Excel and many other technologies are capable of generating normally distributed data drawn from a population with
Question:
Excel and many other technologies are capable of generating normally distributed data drawn from a population with a specified mean and standard deviation. Bone density test scores are measured as z scores having a normal distribution with a mean of 0 and a standard deviation of 1. Generate two sets of sample data that represent simulated bone density scores, as shown below.
• Treatment Group: Generate 10 sample values from a normally distributed population of bone density scores with mean 0 and standard deviation 1.
• Placebo Group: Generate 15 sample values from a normally distributed population of bone density scores with mean 0 and standard deviation 1.
To generate sample data in Excel follow these steps (not available in Excel for Mac 2011):
1. Click the Data tab in the Ribbon.
2. Click the Data Analysis button in the Ribbon. (If Data Analysis is not available, the Data Analysis Toolpak must be installed as described in Section 1-4).
3. The Data Analysis dialog box now appears as shown on the next page.
4. Select Random Number Generation, and then click OK.
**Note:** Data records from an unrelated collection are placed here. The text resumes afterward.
//! Job result holders: small JSON envelopes and storage-backed blobs.
//!
//! Results live for five minutes and are read-once: the first successful
//! take consumes the newest unexpired row and deletes every duplicate, so
//! the next take returns nothing. The small/blob variants are disjoint —
//! a completing job picks one.

use chrono::Duration;
use clawlets_store::models::{CommandResult, CommandResultBlob, Job};
use uuid::Uuid;

use crate::engine::Engine;
use crate::error::EngineError;

/// Result rows expire this long after insert.
pub const RESULT_TTL: Duration = Duration::minutes(5);

/// Small JSON results are capped at 512 KiB of UTF-8.
pub const MAX_SMALL_RESULT_BYTES: usize = 512 * 1024;

/// Blob results are capped at 5 MiB.
pub const MAX_BLOB_RESULT_BYTES: i64 = 5 * 1024 * 1024;

/// The result payload a completing job hands over — exactly one variant.
#[derive(Debug, Clone, PartialEq)]
pub enum CompletionSlot {
    Json(serde_json::Value),
    Blob { storage_id: String, size: i64 },
}

/// A consumed result.
#[derive(Debug, Clone, PartialEq)]
pub enum TakenResult {
    Json(serde_json::Value),
    Blob { storage_id: String, size: i64 },
}

impl Engine {
    /// Store a small JSON result for a completed job, replacing any prior
    /// rows for the same job.
    pub(crate) async fn put_small_result(
        &self,
        job: &Job,
        json: serde_json::Value,
    ) -> Result<(), EngineError> {
        if !json.is_object() {
            return Err(EngineError::Conflict(
                "result must be a JSON object".to_owned(),
            ));
        }
        // Canonicalize via stringify; the byte bound applies to that form.
        let canonical = serde_json::to_string(&json)
            .map_err(|e| EngineError::Conflict(format!("unencodable result: {e}")))?;
        if canonical.len() > MAX_SMALL_RESULT_BYTES {
            return Err(EngineError::Conflict(format!(
                "result exceeds {MAX_SMALL_RESULT_BYTES} bytes"
            )));
        }
        let json: serde_json::Value = serde_json::from_str(&canonical)
            .map_err(|e| EngineError::Conflict(format!("unparsable result: {e}")))?;

        for prior in self.store.list_command_results(job.id).await? {
            self.store.delete_command_result(prior.id).await?;
        }

        let now = self.now();
        self.store
            .insert_command_result(&CommandResult {
                id: Uuid::new_v4(),
                project_id: job.project_id,
                run_id: job.run_id,
                job_id: job.id,
                json,
                created_at: now,
                expires_at: now + RESULT_TTL,
            })
            .await?;
        Ok(())
    }

    /// Store a blob result reference, replacing prior blob rows (their
    /// backing blobs are deleted best-effort).
    pub(crate) async fn put_blob_result(
        &self,
        job: &Job,
        storage_id: String,
        size: i64,
    ) -> Result<(), EngineError> {
        if size <= 0 || size > MAX_BLOB_RESULT_BYTES {
            return Err(EngineError::Conflict(format!(
                "blob result size must be within (0, {MAX_BLOB_RESULT_BYTES}] bytes"
            )));
        }

        for prior in self.store.list_command_result_blobs(job.id).await? {
            self.store.delete_command_result_blob(prior.id).await?;
            self.delete_blob_best_effort(&prior.storage_id).await;
        }

        let now = self.now();
        self.store
            .insert_command_result_blob(&CommandResultBlob {
                id: Uuid::new_v4(),
                project_id: job.project_id,
                run_id: job.run_id,
                job_id: job.id,
                storage_id,
                size,
                created_at: now,
                expires_at: now + RESULT_TTL,
                consumed_at: None,
            })
            .await?;
        Ok(())
    }

    /// Read-once take of a job result scoped to `(project, run)`.
    ///
    /// Picks the newest unexpired row, deletes every other row for the job,
    /// and consumes the chosen one — the next take returns `None`.
    pub async fn take_result(
        &self,
        principal: Option<&str>,
        project_id: Uuid,
        run_id: Uuid,
        job_id: Uuid,
    ) -> Result<Option<TakenResult>, EngineError> {
        self.require_project_access(principal, project_id).await?;
        let now = self.now();

        let small = self.store.list_command_results(job_id).await?;
        let blobs = self.store.list_command_result_blobs(job_id).await?;

        let eligible_small = small
            .iter()
            .filter(|r| r.project_id == project_id && r.run_id == run_id && r.expires_at > now);
        let eligible_blob = blobs.iter().filter(|r| {
            r.project_id == project_id
                && r.run_id == run_id
                && r.expires_at > now
                && r.consumed_at.is_none()
        });

        // Newest across both variants wins; blobs win exact ties.
        let best_small = eligible_small.max_by_key(|r| r.created_at);
        let best_blob = eligible_blob.max_by_key(|r| r.created_at);
        let chosen: Option<TakenResult> = match (best_small, best_blob) {
            (Some(s), Some(b)) if s.created_at > b.created_at => Some(TakenResult::Json(s.json.clone())),
            (Some(s), None) => Some(TakenResult::Json(s.json.clone())),
            (_, Some(b)) => Some(TakenResult::Blob {
                storage_id: b.storage_id.clone(),
                size: b.size,
            }),
            (None, None) => None,
        };
        if chosen.is_none() {
            return Ok(None);
        }
        let chosen_small_id = match (&chosen, best_small) {
            (Some(TakenResult::Json(_)), Some(s)) => Some(s.id),
            _ => None,
        };
        let chosen_blob_id = match (&chosen, best_blob) {
            (Some(TakenResult::Blob { .. }), Some(b)) => Some(b.id),
            _ => None,
        };

        // Drop every duplicate, then consume the winner.
        for row in &small {
            if Some(row.id) != chosen_small_id {
                self.store.delete_command_result(row.id).await?;
            }
        }
        for row in &blobs {
            if Some(row.id) != chosen_blob_id {
                self.store.delete_command_result_blob(row.id).await?;
                self.delete_blob_best_effort(&row.storage_id).await;
            }
        }
        if let Some(id) = chosen_small_id {
            self.store.delete_command_result(id).await?;
        }
        if let Some(id) = chosen_blob_id {
            self.store.mark_blob_consumed(id, now).await?;
        }

        Ok(chosen)
    }

    /// Delete expired result rows in bounded batches; blob rows also drop
    /// their backing blobs best-effort. Returns rows deleted.
    pub async fn purge_expired_results(&self, limit: u32) -> Result<u64, EngineError> {
        let now = self.now();
        let small = self.store.purge_expired_command_results(now, limit).await?;
        let blob_ids = self
            .store
            .purge_expired_command_result_blobs(now, limit)
            .await?;
        for storage_id in &blob_ids {
            self.delete_blob_best_effort(storage_id).await;
        }
        Ok(small + blob_ids.len() as u64)
    }

    /// Blob-store deletes never fail the caller — the database row is
    /// authoritative and orphans are reconciled elsewhere.
    pub(crate) async fn delete_blob_best_effort(&self, storage_id: &str) {
        if let Err(e) = self.blobs.delete(storage_id).await {
            tracing::warn!(storage_id = %storage_id, error = %e, "blob delete failed");
        }
    }
}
5. The Random Number Generation dialog box now appears.
a. Enter a value for the Number of Variables (or the number of columns of data), Number of Random Numbers, Mean, and Standard Deviation.
b. Select Normal in the Distribution box.
c. Click OK to generate the values.
Because each of the two samples consists of random selections from a normally distributed population with a mean of 0 and a standard deviation of 1, the data are generated so that both data sets really come from the same population, so there should be no difference between the two sample means.
a. After generating the two data sets, use a 0.10 significance level to test the claim that the two samples come from populations with the same mean.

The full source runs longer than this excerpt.